Experiments and analysis

This study selects reading, writing and translation as the content for cognitive diagnostic assessment in the university English programme. Implementing a new round of reform, the examination has changed from focusing on language knowledge to focusing on comprehension, thinking judgments and logical thinking. English reading comprehension refers to the learners’ ability to construct meaning centered on the materials they read by using a variety of knowledge (including linguistic and non-linguistic knowledge) and strategies in the process of reading and processing written materials as readers. English writing competence refers to the learner’s ability to express information by means of written language (i.e., writing). English translation ability includes translation ability and interpretation ability. In our language testing system, more emphasis is placed on the examination of translation ability. Translation ability includes the communicative language ability of the two languages involved as well as the ability of translation strategy, which requires identifying, generalizing, analyzing and judging the source language text, and carrying out inter-language transformation on the basis of comprehensive understanding.

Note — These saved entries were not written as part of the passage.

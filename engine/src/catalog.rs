use parking_lot::RwLock;
use std::sync::atomic::{AtomicU64, Ordering};
use std::sync::Arc;

use crate::config::EngineConfig;
use crate::corpus::CorpusIndex;
use crate::error::Result;
use crate::index::Document;

/// Process-wide handle to the current catalog index.
///
/// Queries take a snapshot and run lock-free against it. A reload builds the
/// replacement outside the lock and swaps it in under the write lock, so
/// in-flight queries keep the index they started with.
pub struct SharedCorpus {
    current: RwLock<Arc<CorpusIndex>>,
    generation: AtomicU64,
}

impl SharedCorpus {
    pub fn new(index: CorpusIndex) -> Self {
        Self { current: RwLock::new(Arc::new(index)), generation: AtomicU64::new(0) }
    }

    pub fn build(docs: &[Document], config: EngineConfig) -> Result<Self> {
        Ok(Self::new(CorpusIndex::build(docs, config)?))
    }

    pub fn snapshot(&self) -> Arc<CorpusIndex> {
        self.current.read().clone()
    }

    /// Rebuilds from `docs`. On error the previous index stays active.
    pub fn reload(&self, docs: &[Document], config: EngineConfig) -> Result<()> {
        let next = Arc::new(CorpusIndex::build(docs, config)?);
        let mut guard = self.current.write();
        *guard = next;
        let generation = self.generation.fetch_add(1, Ordering::SeqCst) + 1;
        tracing::info!(generation, num_jobs = guard.len(), "catalog reloaded");
        Ok(())
    }

    /// Number of successful reloads since construction.
    pub fn generation(&self) -> u64 {
        self.generation.load(Ordering::SeqCst)
    }
}
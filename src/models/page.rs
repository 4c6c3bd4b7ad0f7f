use serde::{Deserialize, Serialize};

/// PDF 提取出的一页文本
#[derive(Debug, Clone, PartialEq, Serialize, Deserialize)]
pub struct PdfPage {
    /// 页码，从 1 开始
    pub page_number: usize,
    /// 整页文本
    pub text: String,
    /// 按行拆分后的文本，行尾空白已去除，行首空白保留
    pub lines: Vec<String>,
}

impl PdfPage {
    pub fn new(page_number: usize, text: String, lines: Vec<String>) -> Self {
        PdfPage { page_number, text, lines }
    }

    /// 整页文本或任一行含有非空白内容
    pub fn has_text(&self) -> bool {
        !self.text.trim().is_empty() || self.lines.iter().any(|line| !line.trim().is_empty())
    }
}
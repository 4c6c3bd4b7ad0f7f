use std::collections::BTreeMap;
use std::fmt;
use serde::{Deserialize, Serialize};
use crate::models::element::Element;

/// 标题页字段，顺序即输出顺序
#[derive(Debug, Clone, Copy, PartialEq, Eq, PartialOrd, Ord, Hash, Serialize, Deserialize)]
#[serde(rename_all = "lowercase")]
pub enum TitleField {
    Title,
    Credit,
    Author,
    Source,
    Draft,
    Date,
    Contact,
}

impl TitleField {
    pub const ALL: [TitleField; 7] = [
        TitleField::Title,
        TitleField::Credit,
        TitleField::Author,
        TitleField::Source,
        TitleField::Draft,
        TitleField::Date,
        TitleField::Contact,
    ];

    pub fn as_str(&self) -> &'static str {
        match self {
            TitleField::Title => "title",
            TitleField::Credit => "credit",
            TitleField::Author => "author",
            TitleField::Source => "source",
            TitleField::Draft => "draft",
            TitleField::Date => "date",
            TitleField::Contact => "contact",
        }
    }

    // 忽略大小写匹配字段名
    pub fn from_key(key: &str) -> Option<TitleField> {
        let key = key.trim().to_lowercase();
        TitleField::ALL.iter().copied().find(|f| f.as_str() == key)
    }

    /// 首字母大写的字段名，例如 `Title`
    pub fn label(&self) -> String {
        let name = self.as_str();
        let mut chars = name.chars();
        match chars.next() {
            Some(first) => first.to_uppercase().collect::<String>() + chars.as_str(),
            None => String::new(),
        }
    }
}

impl fmt::Display for TitleField {
    fn fmt(&self, f: &mut fmt::Formatter<'_>) -> fmt::Result {
        f.write_str(self.as_str())
    }
}

pub type TitlePage = BTreeMap<TitleField, String>;

/// 转换元数据
#[derive(Debug, Clone, PartialEq, Serialize, Deserialize)]
pub struct DocumentMetadata {
    pub source_name: String,
    /// RFC 3339 格式的转换时间
    pub converted_at: String,
    #[serde(default, skip_serializing_if = "Option::is_none")]
    pub page_count: Option<usize>,
}

impl DocumentMetadata {
    pub fn now(source_name: &str, page_count: Option<usize>) -> Self {
        DocumentMetadata {
            source_name: source_name.to_string(),
            converted_at: chrono::Utc::now().to_rfc3339_opts(chrono::SecondsFormat::Secs, true),
            page_count,
        }
    }
}

/// 解析得到的剧本文档
#[derive(Debug, Clone, Default, PartialEq, Serialize, Deserialize)]
pub struct Document {
    pub elements: Vec<Element>,
    #[serde(default, skip_serializing_if = "Option::is_none")]
    pub title_page: Option<TitlePage>,
    #[serde(default, skip_serializing_if = "Option::is_none")]
    pub metadata: Option<DocumentMetadata>,
}

impl Document {
    pub fn new() -> Self {
        Self::default()
    }
}

#[cfg(test)]
mod tests {
    use super::*;

    #[test]
    fn title_field_labels() {
        assert_eq!(TitleField::Title.label(), "Title");
        assert_eq!(TitleField::Contact.label(), "Contact");
        assert_eq!(TitleField::from_key(" AUTHOR "), Some(TitleField::Author));
        assert_eq!(TitleField::from_key("notes"), None);
    }

    #[test]
    fn title_page_iterates_in_field_order() {
        let mut page = TitlePage::new();
        page.insert(TitleField::Date, "1999".to_string());
        page.insert(TitleField::Title, "BIG FISH".to_string());
        page.insert(TitleField::Author, "John August".to_string());
        let keys: Vec<_> = page.keys().copied().collect();
        assert_eq!(keys, vec![TitleField::Title, TitleField::Author, TitleField::Date]);
    }

    #[test]
    fn metadata_timestamp_is_rfc3339() {
        let meta = DocumentMetadata::now("script.pdf", Some(3));
        assert!(chrono::DateTime::parse_from_rfc3339(&meta.converted_at).is_ok());
        assert_eq!(meta.page_count, Some(3));
    }
}
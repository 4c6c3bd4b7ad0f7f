pub mod fountain_renderer;

pub use fountain_renderer::{
    render_fountain,
    format_element,
    element_separator,
    render_title_page,
    render_metadata_note
};
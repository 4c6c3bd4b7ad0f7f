//! Fountain 文本输出
//!
//! 每个元素按类型转换为一行 Fountain 标记，元素之间的空行由
//! (当前类型, 上一个类型) 决定。

use crate::models::{Document, DocumentMetadata, Element, ElementKind, TitlePage};
use crate::utils::fountain_constants::SCENE_HEADING_REGEX;

/// 将文档输出为 Fountain 文本
///
/// 输出顺序为标题页、正文、元数据注解，块与块之间空一行。
/// 结果去除末尾空白后以单个换行结束，空文档输出 `"\n"`。
pub fn render_fountain(document: &Document) -> String {
    let mut blocks: Vec<String> = Vec::new();

    if let Some(title_page) = &document.title_page {
        let block = render_title_page(title_page);
        if !block.is_empty() {
            blocks.push(block);
        }
    }

    let body = render_body(&document.elements);
    if !body.trim().is_empty() {
        blocks.push(body);
    }

    if let Some(metadata) = &document.metadata {
        blocks.push(render_metadata_note(metadata));
    }

    let mut output = blocks.join("\n\n").trim_end().to_string();
    output.push('\n');
    output
}

fn render_body(elements: &[Element]) -> String {
    let mut buffer = String::new();
    let mut previous: Option<ElementKind> = None;
    for element in elements {
        buffer.push_str(element_separator(element.kind, previous));
        buffer.push_str(&format_element(element));
        previous = Some(element.kind);
    }
    buffer
}

/// 标题页：每个字段一行 `Key: value`
pub fn render_title_page(title_page: &TitlePage) -> String {
    title_page
        .iter()
        .filter(|(_, value)| !value.trim().is_empty())
        .map(|(field, value)| format!("{}: {}", field.label(), value.trim()))
        .collect::<Vec<_>>()
        .join("\n")
}

/// 转换信息以注解形式放在文末
pub fn render_metadata_note(metadata: &DocumentMetadata) -> String {
    let mut note = format!(
        "[[Converted from: {} | Date: {}",
        metadata.source_name, metadata.converted_at
    );
    if let Some(page_count) = metadata.page_count {
        note.push_str(&format!(" | Pages: {}", page_count));
    }
    note.push_str("]]");
    note
}

/// 元素前的换行
pub fn element_separator(kind: ElementKind, previous: Option<ElementKind>) -> &'static str {
    use ElementKind::*;

    let previous = match previous {
        Some(previous) => previous,
        None => return "",
    };

    match (previous, kind) {
        (_, SceneHeading) => "\n\n",
        // 连续两个角色名之间不空行
        (Character, Character) => "\n",
        (_, Character) => "\n\n",
        (Character, Dialogue) | (_, Parenthetical) | (Parenthetical, Dialogue) => "\n",
        (_, Action) | (_, Transition) => "\n\n",
        (_, Dialogue) => "\n",
        _ => "\n\n",
    }
}

/// 单个元素的 Fountain 标记
pub fn format_element(element: &Element) -> String {
    let text = element.text.trim();
    match element.kind {
        ElementKind::SceneHeading => {
            // 非标准前缀的场景标题需要 "." 强制识别
            if SCENE_HEADING_REGEX.is_match(text) || text.starts_with('.') {
                text.to_string()
            } else {
                format!(".{}", text)
            }
        }
        ElementKind::Action | ElementKind::Dialogue | ElementKind::TitlePage => text.to_string(),
        ElementKind::Character => text.to_uppercase(),
        ElementKind::Parenthetical => {
            if text.starts_with('(') && text.ends_with(')') {
                text.to_string()
            } else {
                format!("({})", text)
            }
        }
        ElementKind::Transition => {
            let upper = text.to_uppercase();
            if upper.starts_with('>') {
                upper
            } else {
                format!("> {}", upper)
            }
        }
        ElementKind::PageBreak => "===".to_string(),
        ElementKind::Note => {
            if text.starts_with("[[") && text.ends_with("]]") {
                text.to_string()
            } else {
                format!("[[{}]]", text)
            }
        }
        ElementKind::Section => {
            if text.starts_with('#') {
                text.to_string()
            } else {
                format!("# {}", text)
            }
        }
        ElementKind::Synopsis => {
            if text.starts_with('=') {
                text.to_string()
            } else {
                format!("= {}", text)
            }
        }
    }
}
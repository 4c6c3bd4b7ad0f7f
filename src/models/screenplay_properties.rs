use std::collections::BTreeMap;
use serde::{Deserialize, Serialize};

/// 解析统计信息
#[derive(Debug, Clone, Default, PartialEq, Serialize, Deserialize)]
pub struct ScreenplayProperties {
    pub scene_count: usize,
    /// 角色名(去除扩展) -> 角色元素下标
    pub characters: BTreeMap<String, Vec<usize>>,
    /// 地点名 -> 场景标题元素下标
    pub locations: BTreeMap<String, Vec<usize>>,
    pub dialogue_count: usize,
    pub action_count: usize,
    pub page_count: usize,
}

impl ScreenplayProperties {
    pub fn new() -> Self {
        Self::default()
    }
}
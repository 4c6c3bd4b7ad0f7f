use std::path::Path;
use serde::{Deserialize, Serialize};
use crate::error::ConvertResult;

/// 解析配置
#[derive(Debug, Clone, PartialEq, Serialize, Deserialize)]
#[serde(default)]
pub struct Conf {
    /// 是否识别场景标题(关闭后同时关闭标题页识别)
    pub detect_scene_headings: bool,
    /// 是否识别角色名
    pub detect_character_names: bool,
    /// 是否附加转换元数据
    pub include_metadata: bool,
    /// 严格模式，收紧场景标题和角色名的判定
    pub strict_mode: bool,
    /// 保留排版，当前分类器不使用
    pub preserve_formatting: bool,
}

impl Default for Conf {
    fn default() -> Self {
        Conf {
            detect_scene_headings: true,
            detect_character_names: true,
            include_metadata: true,
            strict_mode: false,
            preserve_formatting: true,
        }
    }
}

impl Conf {
    /// 从 JSON 读取配置，缺省字段使用默认值
    pub fn from_json_str(json: &str) -> ConvertResult<Self> {
        Ok(serde_json::from_str(json)?)
    }

    pub fn from_file(path: &Path) -> ConvertResult<Self> {
        let json = std::fs::read_to_string(path)?;
        Self::from_json_str(&json)
    }
}
pub mod models;
pub mod utils;
pub mod parser;
pub mod renderer;
pub mod pdf;
pub mod api;
pub mod error;

pub use models::{
    Element,
    ElementKind,
    Document,
    DocumentMetadata,
    TitleField,
    TitlePage,
    Location,
    ScreenplayProperties,
    Conf,
    PdfPage
};

pub use parser::{
    ScreenplayParser,
    ParseOutput,
    ParserState,
    SourceLine,
    StepMode
};

pub use renderer::render_fountain;

pub use pdf::{Liner, PageExtractor, TextPageExtractor};

pub use api::{
    ConversionResult,
    parse_pages,
    convert_pages,
    convert_file,
    collect_warnings
};

pub use error::{ConvertError, ConvertResult};

/// 解析已提取的页面
///
/// # Arguments
///
/// * `pages` - 按页码排列的页面
/// * `source_name` - 来源文件名
/// * `config` - 配置对象
///
/// # Returns
///
/// 解析结果对象
pub fn parse(pages: &[PdfPage], source_name: &str, config: &Conf) -> ParseOutput {
    let parser = ScreenplayParser::new(config.clone());
    parser.parse(pages, source_name)
}

/// 解析并输出为 Fountain 文本
pub fn to_fountain(pages: &[PdfPage], source_name: &str, config: &Conf) -> String {
    render_fountain(&parse(pages, source_name, config).document)
}
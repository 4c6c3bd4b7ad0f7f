use std::time::Instant;
use log::{debug, info};
use crate::models::{
    Conf,
    Document,
    DocumentMetadata,
    Element,
    ElementKind,
    PdfPage,
    ScreenplayProperties,
    TitlePage,
};
use crate::parser::line_classifier::{
    clean_character_name,
    is_character_name,
    is_note,
    is_page_number,
    is_parenthetical,
    is_scene_heading,
    is_transition,
    parse_location,
};
use crate::parser::title_page::TitlePageBuffer;

/// 输入行：页面中的一行文本，或页与页之间插入的分页标记
#[derive(Debug, Clone, Copy, PartialEq, Eq)]
pub enum SourceLine<'a> {
    Text(&'a str),
    PageBreak,
}

/// 单行处理模式
#[derive(Debug, Clone, Copy, PartialEq, Eq)]
pub enum StepMode {
    /// 正文的完整判定
    Full,
    /// 标题页回退重解析：不再判定注解和场景标题
    Reduced,
}

/// 解析状态，每次解析新建，解析结束即丢弃
#[derive(Debug, Clone, PartialEq)]
pub struct ParserState<'a> {
    /// 上一个输出的元素类型
    pub current_element_kind: Option<ElementKind>,
    /// 上一个角色名(已去除扩展)
    pub last_character_name: Option<String>,
    pub expecting_dialogue: bool,
    /// 是否仍在缓存标题页
    pub in_title_page: bool,
    pub title_page_lines: TitlePageBuffer<'a>,
    pub scene_count: usize,
    /// 当前行所在页码
    pub page_number: usize,
}

impl<'a> ParserState<'a> {
    pub fn new(conf: &Conf) -> Self {
        ParserState {
            current_element_kind: None,
            last_character_name: None,
            expecting_dialogue: false,
            in_title_page: conf.detect_scene_headings,
            title_page_lines: TitlePageBuffer::new(),
            scene_count: 0,
            page_number: 1,
        }
    }

    // 对白块结束
    fn end_dialogue(&mut self) {
        self.expecting_dialogue = false;
        self.last_character_name = None;
    }
}

/// 处理一行正文，返回该行产生的元素
///
/// 判定顺序固定：分页 > 空行 > 页码 > 注解 > 场景标题 > 转场 >
/// 括号注释(等待对白时) > 角色名 > 对白(等待对白时) > 动作
pub fn step(state: &mut ParserState<'_>, line: SourceLine<'_>, mode: StepMode, conf: &Conf) -> Option<Element> {
    let element = classify(state, line, mode, conf)?;
    state.current_element_kind = Some(element.kind);
    Some(element)
}

fn classify(state: &mut ParserState<'_>, line: SourceLine<'_>, mode: StepMode, conf: &Conf) -> Option<Element> {
    let raw = match line {
        SourceLine::PageBreak => return Some(Element::page_break()),
        SourceLine::Text(raw) => raw,
    };
    let text = raw.trim();
    let strict = conf.strict_mode;

    // 空行结束对白块，本身不产生元素
    if text.is_empty() {
        if state.expecting_dialogue {
            state.end_dialogue();
        }
        return None;
    }

    if is_page_number(text) {
        return None;
    }

    if mode == StepMode::Full {
        if is_note(text) {
            return Some(Element::new(ElementKind::Note, text));
        }

        if conf.detect_scene_headings && is_scene_heading(text, strict) {
            state.scene_count += 1;
            state.expecting_dialogue = false;
            return Some(scene_heading_element(text, state.scene_count, state.page_number));
        }
    }

    if is_transition(text, strict) {
        state.expecting_dialogue = false;
        return Some(Element::new(ElementKind::Transition, text));
    }

    if state.expecting_dialogue && is_parenthetical(text) {
        return Some(Element::new(ElementKind::Parenthetical, text));
    }

    if conf.detect_character_names && is_character_name(text, strict, state.current_element_kind) {
        let name = clean_character_name(text);
        state.expecting_dialogue = true;
        let element = Element::new(ElementKind::Character, text).with_attribute("name", &name);
        state.last_character_name = Some(name);
        return Some(element);
    }

    if state.expecting_dialogue {
        return Some(Element::new(ElementKind::Dialogue, text));
    }

    Some(Element::new(ElementKind::Action, text))
}

// 场景标题附带编号、页码和位置信息
fn scene_heading_element(text: &str, number: usize, page: usize) -> Element {
    let mut element = Element::new(ElementKind::SceneHeading, text)
        .with_attribute("number", &number.to_string())
        .with_attribute("page", &page.to_string());
    if let Some(location) = parse_location(text) {
        element = element
            .with_attribute("int_ext", &location.int_ext)
            .with_attribute("location", &location.name)
            .with_attribute("time", &location.time_of_day);
    }
    element
}

/// 按页顺序展开所有行，相邻两页之间插入一个分页标记
pub fn source_lines(pages: &[PdfPage]) -> impl Iterator<Item = (usize, SourceLine<'_>)> + '_ {
    pages.iter().enumerate().flat_map(|(index, page)| {
        let page_break = if index > 0 {
            Some((page.page_number, SourceLine::PageBreak))
        } else {
            None
        };
        page_break.into_iter().chain(
            page.lines
                .iter()
                .map(move |line| (page.page_number, SourceLine::Text(line.as_str()))),
        )
    })
}

#[derive(Debug, Clone, serde::Serialize)]
pub struct ParseOutput {
    pub document: Document,
    pub properties: ScreenplayProperties,
    /// 解析耗时(毫秒)
    pub parse_time: u64,
}

pub struct ScreenplayParser {
    conf: Conf,
}

impl ScreenplayParser {
    pub fn new(conf: Conf) -> Self {
        ScreenplayParser { conf }
    }

    pub fn conf(&self) -> &Conf {
        &self.conf
    }

    /// 解析 PDF 页面
    ///
    /// # Arguments
    ///
    /// * `pages` - 按页码排列的页面
    /// * `source_name` - 来源文件名，写入元数据
    ///
    /// # Returns
    ///
    /// 解析结果对象
    pub fn parse(&self, pages: &[PdfPage], source_name: &str) -> ParseOutput {
        let started = Instant::now();
        let conf = &self.conf;
        let mut state = ParserState::new(conf);
        let mut elements: Vec<Element> = Vec::new();
        let mut title_page: Option<TitlePage> = None;

        for (page_number, line) in source_lines(pages) {
            state.page_number = page_number;

            if state.in_title_page {
                match line {
                    SourceLine::Text(text) if is_scene_heading(text, conf.strict_mode) => {
                        // 找到第一个场景标题，缓存内容作为标题页
                        let buffered = state.title_page_lines.len();
                        let (page, body) = state.title_page_lines.commit();
                        debug!("标题页结束于第{}页，缓存{}行，字段{}个，{}行归入正文",
                               page_number, buffered, page.len(), body.len());
                        title_page = Some(page);
                        state.in_title_page = false;
                        for line in body {
                            if let Some(element) = step(&mut state, line, StepMode::Full, conf) {
                                elements.push(element);
                            }
                        }
                    }
                    _ => {
                        state.title_page_lines.push(line);
                        if state.title_page_lines.is_full() {
                            debug!("标题页缓存达到上限，按动作输出");
                            flush_as_action(&mut state, &mut elements);
                        }
                        continue;
                    }
                }
            }

            if let Some(element) = step(&mut state, line, StepMode::Full, conf) {
                elements.push(element);
            }
        }

        // 没有找到场景标题，缓存内容回退为正文
        if state.in_title_page {
            let buffered = state.title_page_lines.take();
            state.in_title_page = false;
            debug!("未找到场景标题，{}行标题页缓存按正文重新解析", buffered.len());
            for line in buffered {
                if let Some(element) = step(&mut state, line, StepMode::Reduced, conf) {
                    elements.push(element);
                }
            }
        }

        let mut document = Document::new();
        document.elements = elements;
        document.title_page = title_page.filter(|page| state.scene_count > 0 && !page.is_empty());
        if conf.include_metadata {
            document.metadata = Some(DocumentMetadata::now(source_name, Some(pages.len())));
        }

        let mut properties = collect_properties(&document.elements);
        properties.page_count = pages.len();

        info!("解析完成: {}页, {}个元素, {}个场景, {}个角色",
              pages.len(), document.elements.len(), properties.scene_count, properties.characters.len());

        ParseOutput {
            document,
            properties,
            parse_time: started.elapsed().as_millis() as u64,
        }
    }

    /// 解析单页的行，便于直接处理已拆分好的文本
    pub fn parse_lines<S: AsRef<str>>(&self, lines: &[S], source_name: &str) -> ParseOutput {
        let lines: Vec<String> = lines.iter().map(|l| l.as_ref().trim_end().to_string()).collect();
        let page = PdfPage::new(1, lines.join("\n"), lines);
        self.parse(std::slice::from_ref(&page), source_name)
    }
}

impl Default for ScreenplayParser {
    fn default() -> Self {
        Self::new(Conf::default())
    }
}

// 缓存达到上限：每个有内容的行输出为动作，分页标记原位保留
fn flush_as_action(state: &mut ParserState<'_>, elements: &mut Vec<Element>) {
    for line in state.title_page_lines.take() {
        let element = match line {
            SourceLine::PageBreak => Element::page_break(),
            SourceLine::Text(text) => {
                let text = text.trim();
                if text.is_empty() || is_page_number(text) {
                    continue;
                }
                Element::new(ElementKind::Action, text)
            }
        };
        state.current_element_kind = Some(element.kind);
        elements.push(element);
    }
    state.in_title_page = false;
}

// 统计角色、地点和各类元素数量
fn collect_properties(elements: &[Element]) -> ScreenplayProperties {
    let mut properties = ScreenplayProperties::new();
    for (index, element) in elements.iter().enumerate() {
        match element.kind {
            ElementKind::SceneHeading => {
                properties.scene_count += 1;
                if let Some(location) = element.attribute("location") {
                    properties.locations.entry(location.to_string()).or_default().push(index);
                }
            }
            ElementKind::Character => {
                let name = element
                    .attribute("name")
                    .map(str::to_string)
                    .unwrap_or_else(|| clean_character_name(&element.text));
                properties.characters.entry(name).or_default().push(index);
            }
            ElementKind::Dialogue => properties.dialogue_count += 1,
            ElementKind::Action => properties.action_count += 1,
            _ => {}
        }
    }
    properties
}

Determination of cognitive attributes

Identifying cognitive attributes of knowledge is a critical step in cognitive diagnosis, as different types of English test items assess different cognitive attributes. In this study, experts from the School of Foreign Languages were invited to collaboratively determine the cognitive attributes for college-level English reading comprehension, translation, and writing tasks. The cognitive attributes for reading items are defined as shown in Table 1, while the definitions for writing items are presented in Table 2, and the cognitive attributes for translation items are outlined in Table 3. The Q-matrix for the items is annotated on the test platform.

Datasets prepare

The data used in the experiment came from real data records generated by students’ practice in the English expert teaching classrooms participating in the determination of cognitive attributes of the test exercises in our university, containing the scores of 1000 students’ responses on 50 reading, writing and translation test questions, 38 of which were reading comprehension (objective questions), and 6 each of which were writing exercises and translation exercises (subjective questions). Behavior data were collected from the students, including three characteristics: the time when the students registered on the system, the time when the students completed the test questions, and the length of time the students took to complete the test question.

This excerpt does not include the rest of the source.